> [About this exercise] Can you retype every record below exactly as written?

> [Dataset excerpts]
^^^^

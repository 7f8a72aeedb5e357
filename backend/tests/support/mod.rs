//! Embedded PostgreSQL helpers shared by the persistence suites.
//!
//! Each suite gets the process-wide cluster from `pg-embed-setup-unpriv` and
//! a throwaway database with the embedded migrations applied.

use pg_embedded_setup_unpriv::TemporaryDatabase;
use pg_embedded_setup_unpriv::test_support::shared_cluster_handle;

/// Returns true when `SKIP_TEST_CLUSTER` is "1", "true", or "yes".
pub fn should_skip_test_cluster() -> bool {
    std::env::var("SKIP_TEST_CLUSTER")
        .map(|value| matches!(value.to_lowercase().as_str(), "1" | "true" | "yes"))
        .unwrap_or(false)
}

/// Skip with a marker when `SKIP_TEST_CLUSTER` is set, otherwise fail loudly.
pub fn handle_cluster_setup_failure<T>(reason: impl std::fmt::Display) -> Option<T> {
    if should_skip_test_cluster() {
        eprintln!("SKIP-TEST-CLUSTER: {reason}");
        None
    } else {
        panic!("Test cluster setup failed: {reason}. Set SKIP_TEST_CLUSTER=1 to skip.");
    }
}

/// Create an empty database on the shared embedded cluster.
pub fn temporary_database() -> Result<TemporaryDatabase, String> {
    let cluster = shared_cluster_handle().map_err(|err| format!("{err:?}"))?;
    cluster
        .create_temporary_database()
        .map_err(|err| format!("create database: {err:?}"))
}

^^^^

> [Exercise output]
repository 7f8a72aeedb5e357
filename backend/tests/support/mod.rs
//! Embedded PostgreSQL helpers shared by the persistence suites.
//!
//! Each suite gets the process-wide cluster from `pg-embed-setup-unpriv` and
//! a throwaway database with the embedded migrations applied.

use pg_embedded_setup_unpriv::TemporaryDatabase;
use pg_embedded_setup_unpriv::test_support::shared_cluster_handle;

/// Returns true when `SKIP_TEST_CLUSTER` is "1", "true", or "yes".
pub fn should_skip_test_cluster() -> bool {
    std::env::var("SKIP_TEST_CLUSTER")
        .map(|value| matches!(value.to_lowercase().as_str(), "1" | "true" | "yes"))
        .unwrap_or(false)
}

/// Skip with a marker when `SKIP_TEST_CLUSTER` is set, otherwise fail loudly.
pub fn handle_cluster_setup_failure<T>(reason: impl std::fmt::Display) -> Option<T> {
    if should_skip_test_cluster() {
        eprintln!("SKIP-TEST-CLUSTER: {reason}");
        None
    } else {
        panic!("Test cluster setup failed: {reason}. Set SKIP_TEST_CLUSTER=1 to skip.");
    }
}

/// Create an empty database on the shared embedded cluster.
pub fn temporary_database() -> Result<TemporaryDatabase, String> {
    let cluster = shared_cluster_handle().map_err(|err| format!("{err:?}"))?;
    cluster
        .create_temporary_database()
        .map_err(|err| format!("create database: {err:?}"))
}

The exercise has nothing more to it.